Q: Dr. Eppley, I am considering skull reduction done through an open approach and have afew questions about the scar. In your opinion is the scar with very obvious to you. I always grow my hair out so with that, what level do you think it may affect me? I am not bald or shave my head so I assume the hair will help hide it. More in depth, could I see pictures of the scars from open cranioplasty? How long are they and such. I’m really leaning towards this, would like to know all about it.
A: It is important to recognize that there will be a scalp scar in any open cranioplasty procedure. That does not mean, however, that it is necessarily a bad scar that is wide and highly visible. It almost never is. But in men, whose hair pattern is less than stable over their lifetime in over 50% of the male population, it is important to consider this aesthetic trade-off. It is obviously a lot more relevant issue in men who are bald or shave their head. You do not so this is one favorable factor for you. I harp on this issue so every patient gives it careful consideration. The incision/scar usually runs from about one inch above the ear across the top of the head. It is hard to get good pictures of the scalp scars to show since most patient’s hair obscures it.
Dr. Barry Eppley
Q: For my bulgy forehead, is it possible to burr down the forehead and then do a forehead/eyebrow lift at the same time, just removing the extra skin? The reason I ask is because my head is misshappen and my hairline is too high. I want my hairline to be lower so burring down some of the forehead and then making and eyebrow lift would help alot. After that is done I was going to get a hair transplant on my hairline to cover up the scar. Does this sound like it will work? Will it work if I get a hair transplant over the scar and can I do the eyebrow/forehead lift thing?

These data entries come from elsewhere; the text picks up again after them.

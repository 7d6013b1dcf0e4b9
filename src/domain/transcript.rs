#[derive(Clone, Copy, Debug, Eq, PartialEq)]
pub enum EntryKind {
    UserInput,
    SystemMessage,
}

#[derive(Clone, Debug, Eq, PartialEq)]
pub struct TranscriptEntry {
    pub kind: EntryKind,
    pub text: String,
    pub sequence_id: u64,
}

/// Append-only log of what the terminal has shown.
///
/// Entries are never edited in place. `clear` drops every entry at once but
/// keeps the sequence counter running, so ids stay unique for the whole
/// session.
#[derive(Clone, Debug, Default)]
pub struct Transcript {
    entries: Vec<TranscriptEntry>,
    next_sequence_id: u64,
}

impl Transcript {
    pub fn new() -> Self {
        Self::default()
    }

    pub fn push_user(&mut self, text: &str) -> u64 {
        self.push(EntryKind::UserInput, text)
    }

    pub fn push_system(&mut self, text: &str) -> u64 {
        self.push(EntryKind::SystemMessage, text)
    }

    pub fn clear(&mut self) {
        self.entries.clear();
    }

    pub fn entries(&self) -> &[TranscriptEntry] {
        &self.entries
    }

    #[cfg(test)]
    pub fn len(&self) -> usize {
        self.entries.len()
    }

    #[cfg(test)]
    pub fn is_empty(&self) -> bool {
        self.entries.is_empty()
    }

    #[cfg(test)]
    pub fn last(&self) -> Option<&TranscriptEntry> {
        self.entries.last()
    }

    #[cfg(test)]
    pub fn system_texts(&self) -> impl Iterator<Item = &str> {
        self.entries
            .iter()
            .filter(|entry| entry.kind == EntryKind::SystemMessage)
            .map(|entry| entry.text.as_str())
    }

    fn push(&mut self, kind: EntryKind, text: &str) -> u64 {
        let sequence_id = self.next_sequence_id;
        self.next_sequence_id += 1;
        self.entries.push(TranscriptEntry {
            kind,
            text: text.to_string(),
            sequence_id,
        });
        sequence_id
    }
}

A: Your approach to a forehead or frontal contouring is conceptually correct. While I don’t know exactly where your exact hairline is now or what its shape is, making a scalp or coronal incision there allows one to access the forehead area. Probably about 5mms across the forehead bulge can be taken down. A browlift can then be performed and the redundant skin removed at the scalp incision line. This will shorten the perceived length or height of the forehead skin. Thereafter, no more than 3 to 6 months later, a hair transplant can then be done to put a camouflage to the scar. Such a scar in the scalp can often heal remarkably well due to the uniqueness of hair-bearing (or past hair-bearing) scalp skin.